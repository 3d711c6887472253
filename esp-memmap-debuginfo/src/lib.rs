//! ELF and DWARF readers for the memory-map analyzer.
//!
//! [`elf`] exposes a minimal ELF reader built on [`goblin`], restricted to
//! the section and symbol fields the analyzer consumes. [`dwarf`] exposes a
//! DWARF CU/DIE reader built on [`gimli`], restricted to the
//! `DW_TAG_compile_unit`/`DW_TAG_subprogram`/`DW_TAG_variable` tags and the
//! name/address attributes needed to attribute a symbol to its source file.
//! [`symbols`] ties the two together via [`symbols::add_cus_to_symbols`].

#![warn(missing_docs)]

pub mod dwarf;
pub mod elf;
pub mod error;
pub mod symbols;

pub use dwarf::DwarfReader;
pub use elf::ElfObject;
pub use error::{DwarfError, DwarfErrorKind, ElfError, ElfErrorKind};
pub use symbols::add_cus_to_symbols;
//! The chip memory-type catalog: which address ranges belong to which
//! memory type, supplied by the caller rather than loaded from a bundled
//! per-chip YAML database.

use indexmap::IndexMap;
use serde::Deserialize;

/// One memory type's address range(s), as declared by the chip catalog.
///
/// Some memory types are addressable from two ranges (e.g. a cache-mapped
/// flash region and its raw counterpart); `secondary_address` is `0` when
/// only one range applies.
#[derive(Clone, Debug, Deserialize)]
pub struct MemTypeCatalogEntry {
    /// The display name for this memory type, if it differs from the
    /// catalog key (used to alias two catalog entries onto one memory type).
    #[serde(default)]
    pub name: Option<String>,
    pub primary_address: u64,
    pub length: u64,
    #[serde(default)]
    pub secondary_address: u64,
}

/// The full set of memory types a target chip exposes, keyed by catalog
/// name. Order is significant: regions are matched against entries in
/// iteration order and the first match wins.
pub type ChipCatalog = IndexMap<String, MemTypeCatalogEntry>;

_WORK INSTRUCTION_: Reproduce exactly the lines that run from the start of the records to the line with "its source file.", both included.

_SOLUTION TO THE EXERCISE_:
repository 3d711c6887472253
filename esp-memmap-debuginfo/src/lib.rs
//! ELF and DWARF readers for the memory-map analyzer.
//!
//! [`elf`] exposes a minimal ELF reader built on [`goblin`], restricted to
//! the section and symbol fields the analyzer consumes. [`dwarf`] exposes a
//! DWARF CU/DIE reader built on [`gimli`], restricted to the
//! `DW_TAG_compile_unit`/`DW_TAG_subprogram`/`DW_TAG_variable` tags and the
//! name/address attributes needed to attribute a symbol to its source file.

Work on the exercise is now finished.